En période de crise, plus que jamais, la concurrence fait rage. Les marques, quelles qu’elles soient, cherchent à tout crin une rentabilité économique. Et les marques médias ne sont pas en reste.
On le déplore tous, les medias souffrent. Chaque semaine ou presque, des titres meurent. Entre attachés de presse, se remémorer les titres disparus est un jeu… au goût amer. Ainsi, les medias eux aussi doivent se battre, eux aussi ils doivent rechercher la moindre source de revenu. Il n’est donc pas si étonnant que les medias investissent dans leur marque. Mais dans cette course à la notoriété, les marques médias n’écrasent-elles pas les marques annonceur ?
Marque de presse généraliste et marque de presse spécialisée, même combat ?
Si la puissance des marques de certains medias généralistes est époustouflante, comme Le Monde ou TF1, celle de titres plus spécialisés croît fortement. Qui ne connaît pas aujourd’hui Le JDN, par exemple ? Mais si la puissance de diffusion a été certainement un des critères déterminants pour la notoriété des marques medias généralistes, qu’en est-il des medias spécialisés ?
Comment ceux-ci font-ils pour augmenter leur notoriété ? Peu peuvent bénéficier d’une part de marché très importante et donc simplement exister pour développer leur image. Peu peuvent aussi capitaliser sur la notoriété de certains de leurs journalistes qui vont intervenir dans des médias concurrents, portant toujours avec eux l’identité de la marque du média qui les a « fait ». Une de leur stratégie est de se différencier et notamment de surfer sur les exclusivités. Le premier titre qui aura dévoilé l’iPhone 7, par exemple, fera un bon coup, qui l’aidera non seulement à attirer de nouveaux lecteurs curieux, mais aussi à se positionner comme un titre majeur et gagner en notoriété. Oui certes, la presse généraliste est aussi avide d’exclusivité. Une interview de Fidel Castro (sic) ou plus sérieusement de Julie Gayet (re-sic) renforcera encore l’image d’un grand média. Ce n’est donc pas uniquement en publiant des exclusivités et en le faisant savoir, que la presse généraliste renforce son image. Pourtant, la presse spécialisée, elle, le pense. Les titres de presse spécialisée se livrent une concurrence effrénée. Rien que sur l’actu, tous se battent pour être le premier à dévoiler telle ou telle nouveauté. Et par peur de ne pas être les premiers, certains adressent leur newsletter quotidienne bien avant l’heure du laitier, pour être au moins le premier à publier ! Et même en dehors de l’actu, pensant toujours devoir être non seulement les premiers mais les seuls, la tendance est à exiger des exclus.
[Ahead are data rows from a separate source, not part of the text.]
//! # Validation Module
//!
//! The engine's input validator plus field validators for edited budgets.
//!
//! ## Validation Strategy
//! ```text
//! ┌─────────────────────────────────────────────────────────────────────────┐
//! │                      Validation Layers                                  │
//! │                                                                         │
//! │  Layer 1: Editing session (reconciler-session)                         │
//! │  ├── validate_category_label / validate_category_amount                │
//! │  └── validate_rate on config and O&P edits                             │
//! │           │                                                             │
//! │           ▼                                                             │
//! │  Layer 2: Engine entry                                                 │
//! │  └── validate_input: the ONLY failure the engine defines               │
//! │      definitive_total <= 0  OR  base lines <= 0  →  InvalidInput       │
//! └─────────────────────────────────────────────────────────────────────────┘
//! ```
//!
//! ## Usage
//! ```rust
//! use reconciler_core::money::Money;
//! use reconciler_core::types::{CategoryPre, ReconcileInput};
//! use reconciler_core::validation::validate_input;
//!
//! let input = ReconcileInput::new(
//!     Money::from_cents(130_000),
//!     vec![CategoryPre::new("1", "ROOFING", Money::from_cents(100_000), Money::zero())],
//! );
//! let base = validate_input(&input).unwrap();
//! assert_eq!(base.lines, Money::from_cents(100_000));
//! ```

use crate::error::{CoreError, CoreResult, ValidationError};
use crate::money::Money;
use crate::types::{CategoryPre, Rate, ReconcileInput};

/// Result type for field validators.
pub type ValidationResult<T> = Result<T, ValidationError>;

/// Longest trade label accepted from an edit.
pub const MAX_CATEGORY_LABEL_LEN: usize = 100;

// =============================================================================
// Input Validator
// =============================================================================

/// Pre-scaling sums over every category.
#[derive(Debug, Clone, Copy, PartialEq, Eq)]
pub struct BaseTotals {
    /// Σ material_pre
    pub material: Money,
    /// Σ labor_pre
    pub labor: Money,
    /// material + labor
    pub lines: Money,
}

impl BaseTotals {
    /// Sums the categories. `None` when a sum does not fit in cents.
    pub fn from_categories(categories: &[CategoryPre]) -> Option<Self> {
        let material = Money::checked_sum(categories.iter().map(|c| c.material_pre))?;
        let labor = Money::checked_sum(categories.iter().map(|c| c.labor_pre))?;
        Some(BaseTotals {
            material,
            labor,
            lines: material.checked_add(labor)?,
        })
    }
}

/// Rejects inputs the engine cannot reconcile and returns the base sums.
///
/// Fails with [`CoreError::InvalidInput`] when `definitive_total <= 0` or
/// the pre-scaling lines sum to `<= 0`, and with [`CoreError::Overflow`]
/// when the sums do not fit in cents.
pub fn validate_input(input: &ReconcileInput) -> CoreResult<BaseTotals> {
    let base = BaseTotals::from_categories(&input.categories_pre)
        .ok_or(CoreError::Overflow { stage: "base totals" })?;

    if !input.definitive_total.is_positive() || !base.lines.is_positive() {
        return Err(CoreError::InvalidInput {
            definitive_total: input.definitive_total,
            base_lines: base.lines,
        });
    }

    Ok(base)
}

// =============================================================================
// Field Validators
// =============================================================================

/// Validates a trade label.
///
/// ## Rules
/// - Must not be blank
/// - At most [`MAX_CATEGORY_LABEL_LEN`] characters
pub fn validate_category_label(label: &str) -> ValidationResult<()> {
    let label = label.trim();

    if label.is_empty() {
        return Err(ValidationError::Required {
            field: "category".to_string(),
        });
    }

    if label.chars().count() > MAX_CATEGORY_LABEL_LEN {
        return Err(ValidationError::TooLong {
            field: "category".to_string(),
            max: MAX_CATEGORY_LABEL_LEN,
        });
    }

    Ok(())
}

/// Validates a material or labor figure entered by hand. Zero is allowed.
pub fn validate_category_amount(field: &str, amount: Money) -> ValidationResult<()> {
    if amount.is_negative() {
        return Err(ValidationError::MustNotBeNegative {
            field: field.to_string(),
        });
    }

    Ok(())
}

/// Validates a definitive total before a session is opened.
pub fn validate_definitive_total(amount: Money) -> ValidationResult<()> {
    if !amount.is_positive() {
        return Err(ValidationError::MustBePositive {
            field: "definitiveTotal".to_string(),
        });
    }

    Ok(())
}

/// Validates an O&P or tax rate.
///
/// ## Rules
/// - At most 100%
pub fn validate_rate(field: &str, rate: Rate) -> ValidationResult<()> {
    if rate > Rate::ONE {
        return Err(ValidationError::OutOfRange {
            field: field.to_string(),
            min: Rate::zero().to_string(),
            max: Rate::ONE.to_string(),
        });
    }

    Ok(())
}

// =============================================================================
// Unit Tests
// =============================================================================
//! Property tests for the reconciliation engine.

use proptest::prelude::*;
use reconciler_core::{reconcile_budget, CategoryPre, CoreError, Money, Rate, ReconcileInput};

fn category_strategy() -> impl Strategy<Value = (i64, i64)> {
    (0i64..=5_000_000, 0i64..=5_000_000)
}

/// Up to 8 categories, O&P up to 50%, tax up to 10%.
fn input_strategy() -> impl Strategy<Value = ReconcileInput> {
    (
        1i64..=100_000_000,
        0u32..=500_000,
        0u32..=100_000,
        prop::collection::vec(category_strategy(), 1..=8),
    )
        .prop_filter("pre-scaling lines must be positive", |(_, _, _, rows)| {
            rows.iter().any(|(m, l)| m + l > 0)
        })
        .prop_map(|(total, o_and_p, tax, rows)| {
            let categories = rows
                .into_iter()
                .enumerate()
                .map(|(i, (m, l))| {
                    CategoryPre::new(
                        format!("cat-{i}"),
                        format!("TRADE {i}"),
                        Money::from_cents(m),
                        Money::from_cents(l),
                    )
                })
                .collect();
            ReconcileInput::new(Money::from_cents(total), categories)
                .with_o_and_p(Rate::from_ppm(o_and_p))
                .with_tax_rate(Rate::from_ppm(tax))
        })
}

/// Tax rates taken from a document's tax total over its materials subtotal.
fn derived_rate_strategy() -> impl Strategy<Value = Rate> {
    (1i64..=100_000_000, 0i64..=100_000).prop_map(|(subtotal, parts_per_million)| {
        let tax = subtotal * parts_per_million / 1_000_000 + parts_per_million % 7;
        Rate::derived(Some(Money::from_cents(tax)), Some(Money::from_cents(subtotal)))
    })
}

proptest! {
    #[test]
    fn prop_conserves_total_when_no_correction(input in input_strategy()) {
        let result = reconcile_budget(&input).unwrap();
        if result.residual_adjustment.is_none() {
            prop_assert_eq!(
                result.subtotal_lines_scaled + result.material_tax + result.o_and_p,
                input.definitive_total
            );
        }
    }

    #[test]
    fn prop_pre_correction_drift_is_bounded(input in input_strategy()) {
        let result = reconcile_budget(&input).unwrap();
        let drift = result
            .residual_adjustment
            .as_ref()
            .map(|adj| adj.amount.cents().abs())
            .unwrap_or(0);
        prop_assert!(drift <= input.categories_pre.len() as i64);
    }

    #[test]
    fn prop_post_correction_mismatch_at_most_one_cent(input in input_strategy()) {
        let result = reconcile_budget(&input).unwrap();
        prop_assert!(result.mismatch(input.definitive_total).cents().abs() <= 1);
    }

    #[test]
    fn prop_components_sum_to_grand_total(input in input_strategy()) {
        let result = reconcile_budget(&input).unwrap();
        let lines: Money = result.categories.iter().map(|c| c.total_scaled).sum();
        prop_assert_eq!(lines, result.subtotal_lines_scaled);
        prop_assert_eq!(
            result.grand_total,
            result.subtotal_lines_scaled + result.material_tax + result.o_and_p
        );
        for c in &result.categories {
            prop_assert_eq!(c.total_scaled, c.material_scaled + c.labor_scaled);
        }
    }

    #[test]
    fn prop_adjustment_targets_first_largest_material(input in input_strategy()) {
        let first = reconcile_budget(&input).unwrap();
        let second = reconcile_budget(&input).unwrap();
        prop_assert_eq!(&first, &second);

        if let Some(adj) = &first.residual_adjustment {
            let index = first
                .categories
                .iter()
                .position(|c| c.id == adj.category_id)
                .unwrap();
            let chosen = first.categories[index].material_scaled - adj.amount;
            for (j, c) in first.categories.iter().enumerate() {
                if j < index {
                    prop_assert!(c.material_scaled < chosen);
                } else if j > index {
                    prop_assert!(c.material_scaled <= chosen);
                }
            }
        }
    }

    #[test]
    fn prop_reported_factor_is_ratio_to_four_places(input in input_strategy()) {
        let result = reconcile_budget(&input).unwrap();
        let material: i64 = input.categories_pre.iter().map(|c| c.material_pre.cents()).sum();
        let labor: i64 = input.categories_pre.iter().map(|c| c.labor_pre.cents()).sum();
        let tax = input.material_tax_rate().as_fraction();

        let ratio = (input.definitive_total - result.o_and_p).cents() as f64
            / ((material + labor) as f64 + tax * material as f64);

        prop_assert!((result.scaling_factor - ratio).abs() <= 0.000_05 + 1e-9);
    }

    #[test]
    fn prop_input_is_never_mutated(input in input_strategy()) {
        let before = input.clone();
        let _ = reconcile_budget(&input);
        prop_assert_eq!(input, before);
    }

    #[test]
    fn prop_zero_lines_are_rejected(total in 1i64..=100_000_000, rows in 0usize..=6) {
        let categories = (0..rows)
            .map(|i| CategoryPre::new(format!("{i}"), "EMPTY", Money::zero(), Money::zero()))
            .collect();
        let input = ReconcileInput::new(Money::from_cents(total), categories);
        prop_assert!(reconcile_budget(&input).unwrap_err().is_invalid_input());
    }

    #[test]
    fn prop_non_positive_total_is_rejected(total in -100_000_000i64..=0, input in input_strategy()) {
        let input = ReconcileInput { definitive_total: Money::from_cents(total), ..input };
        prop_assert!(reconcile_budget(&input).unwrap_err().is_invalid_input());
    }

    #[test]
    fn prop_derived_rates_keep_components_consistent(
        input in input_strategy(),
        rate in derived_rate_strategy(),
    ) {
        let input = input.with_tax_rate(rate);
        let result = reconcile_budget(&input).unwrap();
        let materials: Money = result.categories.iter().map(|c| c.material_scaled).sum();
        prop_assert_eq!(materials.apply_rate(rate), Some(result.material_tax));
        prop_assert_eq!(
            result.grand_total,
            result.subtotal_lines_scaled + result.material_tax + result.o_and_p
        );
    }

    #[test]
    fn prop_huge_amounts_fail_without_panicking(
        total in (i64::MAX / 4)..=i64::MAX,
        rows in prop::collection::vec(((i64::MAX / 8)..=i64::MAX, 0i64..=i64::MAX), 1..=4),
    ) {
        let categories = rows
            .into_iter()
            .enumerate()
            .map(|(i, (m, l))| CategoryPre::new(format!("{i}"), "HUGE", Money::from_cents(m), Money::from_cents(l)))
            .collect();
        let input = ReconcileInput::new(Money::from_cents(total), categories);
        match reconcile_budget(&input) {
            Ok(_) | Err(CoreError::Overflow { .. }) => {}
            Err(other) => prop_assert!(false, "unexpected error: {other}"),
        }
    }
}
Oui cette interview m’intéresse mais seulement si je suis le seul à l’obtenir. Oui, je prends ce sujet, mais j’exige que personne d’autre ne le prenne.
Difficile à accepter, mais finalement tout ça pourquoi ? Cette exclu obtenue et publiée, comment va-t-elle être exploitée ? Et bien elle sera tweetée, facebookée, Googleplusée etc. Et l’info, apportée par la marque annonceur, offerte exclusivement au media, va surtout servir à construire et renforcer la marque media. Il ne s’agit finalement plus de diffuser une info, plus même d’informer, mais simplement d’aider la marque media à renforcer son image. Comme si la marque media devait être nécessairement plus forte que la marque annonceur !
Alors quid de l’information, quid du lecteur, quid de la plume signataire et quid de la marque qui fait l’effort de communiquer ? Oui, on me traitera de ringard des RP si je pense encore qu’un média doit informer. On me pensera idéaliste, si je crois en tant que citoyen, qu’un media a une mission d’éducation. On me pensera dépassé si en tant que communiquant je pense qu’un annonceur doit continuer à investir dans les RP, en trouvant le bon moment, le bon angle, en toute vérité.
Mais qui me trouvera idiot de penser que les marques media n’existent en grande majorité que grâce aux marques annonceur et que les marques de presse spécialisée ont d’autres stratégies bien plus efficaces que celles qui utiliseraient l’annonceur dans l’unique objectif de s’installer et dominer un marché. En attendant, je vais commander un VTC chez Uber pour aller boire un Coca-Cola, sucer un Mentos (pas en même temps, je sais), à la terrasse du café Beaubourg, y manger un macaron Pierre Hermé, et je mettrai mon iPhone ne mode silencieux, pour lire le dernier numéro du Canard Enchaîné ! Nanère !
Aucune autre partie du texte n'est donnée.